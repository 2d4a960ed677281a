//! Observability infrastructure for the cluster simulation
//!
//! Provides:
//! - Prometheus metrics (failures, repair latency, utilization, latency estimate)
//! - Structured JSON logging with tracing

use prometheus::{
    register_gauge, register_histogram, register_int_counter, register_int_counter_vec,
    register_int_gauge, Gauge, Histogram, IntCounter, IntCounterVec, IntGauge,
};
use crate::health::{ComponentStatus, HealthResponse};
use std::sync::OnceLock;
use std::time::Duration;
use tracing::{error, info, warn};

/// Histogram buckets for repair durations (in seconds)
const REPAIR_BUCKETS: &[f64] = &[
    0.001, 0.005, 0.01, 0.05, 0.1, 0.25, 0.5, 0.75, 1.0, 2.5, 5.0, 10.0,
];

/// Global metrics instance (registered once)
static GLOBAL_METRICS: OnceLock<ClusterMetricsInner> = OnceLock::new();

/// Inner metrics structure that holds the actual Prometheus metrics
struct ClusterMetricsInner {
    failures_total: IntCounter,
    repair_duration_seconds: Histogram,
    repairs_in_flight: IntGauge,
    repairs_abandoned_total: IntCounter,
    utilization_percent: Gauge,
    latency_estimate_ms: Gauge,
    failed_containers: IntGauge,
    containers_running: IntGauge,
    remediations_total: IntCounterVec,
}

impl ClusterMetricsInner {
    fn new() -> Self {
        Self {
            failures_total: register_int_counter!(
                "cluster_failures_total",
                "Total number of failed containers that were repaired"
            )
            .expect("Failed to register failures_total"),

            repair_duration_seconds: register_histogram!(
                "cluster_repair_duration_seconds",
                "Time from failure detection to replacement deployment",
                REPAIR_BUCKETS.to_vec()
            )
            .expect("Failed to register repair_duration_seconds"),

            repairs_in_flight: register_int_gauge!(
                "cluster_repairs_in_flight",
                "Number of failed containers currently being repaired"
            )
            .expect("Failed to register repairs_in_flight"),

            repairs_abandoned_total: register_int_counter!(
                "cluster_repairs_abandoned_total",
                "Repairs given up after exhausting the retry policy"
            )
            .expect("Failed to register repairs_abandoned_total"),

            utilization_percent: register_gauge!(
                "cluster_utilization_percent",
                "Used slots over total capacity, in percent"
            )
            .expect("Failed to register utilization_percent"),

            latency_estimate_ms: register_gauge!(
                "cluster_latency_estimate_ms",
                "Smoothed latency estimate derived from utilization"
            )
            .expect("Failed to register latency_estimate_ms"),

            failed_containers: register_int_gauge!(
                "cluster_failed_containers",
                "Failed containers awaiting detection at the last sample"
            )
            .expect("Failed to register failed_containers"),

            containers_running: register_int_gauge!(
                "cluster_containers_running",
                "Running containers at the last sample"
            )
            .expect("Failed to register containers_running"),

            remediations_total: register_int_counter_vec!(
                "cluster_remediations_total",
                "Control action decisions by kind",
                &["action"]
            )
            .expect("Failed to register remediations_total"),
        }
    }
}

/// Cluster metrics for Prometheus exposition
///
/// This is a lightweight handle to the global metrics instance.
/// Multiple clones share the same underlying metrics.
#[derive(Clone)]
pub struct ClusterMetrics {
    _private: (),
}

impl Default for ClusterMetrics {
    fn default() -> Self {
        Self::new()
    }
}

impl ClusterMetrics {
    /// Create a new metrics handle (initializes global metrics if needed)
    pub fn new() -> Self {
        GLOBAL_METRICS.get_or_init(ClusterMetricsInner::new);
        Self { _private: () }
    }

    fn inner(&self) -> &ClusterMetricsInner {
        GLOBAL_METRICS.get_or_init(ClusterMetricsInner::new)
    }

    /// Record a completed repair
    pub fn observe_repair(&self, duration: Duration) {
        self.inner().failures_total.inc();
        self.inner()
            .repair_duration_seconds
            .observe(duration.as_secs_f64());
    }

    pub fn set_repairs_in_flight(&self, count: usize) {
        self.inner().repairs_in_flight.set(count as i64);
    }

    pub fn inc_repairs_abandoned(&self) {
        self.inner().repairs_abandoned_total.inc();
    }

    /// Update gauges from a monitor sample
    pub fn record_sample(
        &self,
        utilization_percent: f64,
        latency_estimate_ms: f64,
        failed: usize,
        running: usize,
    ) {
        let inner = self.inner();
        inner.utilization_percent.set(utilization_percent);
        inner.latency_estimate_ms.set(latency_estimate_ms);
        inner.failed_containers.set(failed as i64);
        inner.containers_running.set(running as i64);
    }

    pub fn inc_remediation(&self, action: &str) {
        self.inner()
            .remediations_total
            .with_label_values(&[action])
            .inc();
    }

    /// Prometheus text exposition of every registered metric
    pub fn encode_text(&self) -> Result<String, prometheus::Error> {
        use prometheus::{Encoder, TextEncoder};

        let encoder = TextEncoder::new();
        let mut buffer = Vec::new();
        encoder.encode(&prometheus::gather(), &mut buffer)?;
        Ok(String::from_utf8_lossy(&buffer).into_owned())
    }
}

/// Structured logger for cluster events
///
/// Provides consistent JSON-formatted logging for failures, repairs,
/// remediation decisions and lifecycle events.
#[derive(Clone)]
pub struct StructuredLogger {
    cluster_name: String,
}

impl StructuredLogger {
    pub fn new(cluster_name: impl Into<String>) -> Self {
        Self {
            cluster_name: cluster_name.into(),
        }
    }

    pub fn cluster_name(&self) -> &str {
        &self.cluster_name
    }

    /// Log simulation startup
    pub fn log_startup(&self, version: &str, nodes: usize, capacity: usize) {
        info!(
            event = "cluster_started",
            cluster = %self.cluster_name,
            version = %version,
            nodes = nodes,
            capacity = capacity,
            "Cluster simulation started"
        );
    }

    /// Log a failed container picked up by the detection scan
    pub fn log_failure_detected(&self, container_id: u64, node_id: u32, service: &str) {
        warn!(
            event = "failure_detected",
            cluster = %self.cluster_name,
            container_id = container_id,
            node_id = node_id,
            service = %service,
            "Container failure detected"
        );
    }

    /// Log a replacement deployed for a failed container
    pub fn log_repair_completed(
        &self,
        failed_id: u64,
        replacement_id: u64,
        node_id: u32,
        service: &str,
        duration: Duration,
        attempts: u32,
    ) {
        info!(
            event = "repair_completed",
            cluster = %self.cluster_name,
            failed_container_id = failed_id,
            replacement_container_id = replacement_id,
            node_id = node_id,
            service = %service,
            repair_ms = duration.as_millis() as u64,
            attempts = attempts,
            "Container repaired"
        );
    }

    /// Log a repair given up on
    pub fn log_repair_abandoned(&self, failed_id: u64, service: &str, attempts: u32, reason: &str) {
        error!(
            event = "repair_abandoned",
            cluster = %self.cluster_name,
            failed_container_id = failed_id,
            service = %service,
            attempts = attempts,
            reason = %reason,
            "Repair abandoned"
        );
    }

    /// Log a control action decision other than steady state
    pub fn log_remediation(&self, action: &str, reasons: &[String]) {
        warn!(
            event = "remediation",
            cluster = %self.cluster_name,
            action = %action,
            reasons = ?reasons,
            "Control action triggered"
        );
    }

    /// Log a periodic or final report
    pub fn log_report(&self, failures: u64, avg_repair: Duration, used: usize, capacity: usize) {
        info!(
            event = "cluster_report",
            cluster = %self.cluster_name,
            failures = failures,
            avg_repair_ms = avg_repair.as_millis() as u64,
            used_slots = used,
            capacity = capacity,
            "Cluster report"
        );
    }

    /// Log overall component health, naming every component not healthy
    pub fn log_health(&self, health: &HealthResponse) {
        let mut impaired: Vec<String> = health
            .components
            .iter()
            .filter(|(_, c)| c.status != ComponentStatus::Healthy)
            .map(|(name, c)| match &c.message {
                Some(message) => format!("{name}: {message}"),
                None => name.clone(),
            })
            .collect();
        impaired.sort();

        match health.status {
            ComponentStatus::Healthy => info!(
                event = "cluster_health",
                cluster = %self.cluster_name,
                status = "healthy",
                components = health.components.len(),
                "Cluster health"
            ),
            status => warn!(
                event = "cluster_health",
                cluster = %self.cluster_name,
                status = ?status,
                components = health.components.len(),
                impaired = ?impaired,
                "Cluster health"
            ),
        }
    }

    /// Log simulation shutdown
    pub fn log_shutdown(&self, reason: &str, joined: bool) {
        info!(
            event = "cluster_shutdown",
            cluster = %self.cluster_name,
            reason = %reason,
            joined = joined,
            "Cluster simulation shutting down"
        );
    }
}

#[cfg(test)]
mod tests {
    use super::*;

    #[test]
    fn test_cluster_metrics_creation() {
        let metrics = ClusterMetrics::new();

        metrics.observe_repair(Duration::from_millis(500));
        metrics.set_repairs_in_flight(2);
        metrics.inc_repairs_abandoned();
        metrics.record_sample(30.0, 145.0, 1, 8);
        metrics.inc_remediation("degraded");
    }

    #[test]
    fn test_metrics_text_exposition() {
        let metrics = ClusterMetrics::new();
        metrics.observe_repair(Duration::from_millis(10));

        let text = metrics.encode_text().unwrap();
        assert!(text.contains("cluster_failures_total"));
        assert!(text.contains("cluster_repair_duration_seconds"));
    }

    #[test]
    fn test_log_health_with_impaired_components() {
        use crate::health::ComponentHealth;
        use std::collections::HashMap;

        let mut components = HashMap::new();
        components.insert("detector".to_string(), ComponentHealth::healthy());
        components.insert(
            "monitor".to_string(),
            ComponentHealth::unhealthy("sampler stopped"),
        );
        let health = HealthResponse {
            status: HealthResponse::compute_status(&components),
            components,
        };
        assert_eq!(health.status, ComponentStatus::Unhealthy);

        StructuredLogger::new("test-cluster").log_health(&health);
    }

    #[test]
    fn test_structured_logger_creation() {
        let logger = StructuredLogger::new("test-cluster");
        assert_eq!(logger.cluster_name(), "test-cluster");
    }
}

▸ **Work to complete**
Go through the lines above. Select every one that has the string "JSON".

▸ **Response to this task**
//! - Structured JSON logging with tracing
/// Provides consistent JSON-formatted logging for failures, repairs,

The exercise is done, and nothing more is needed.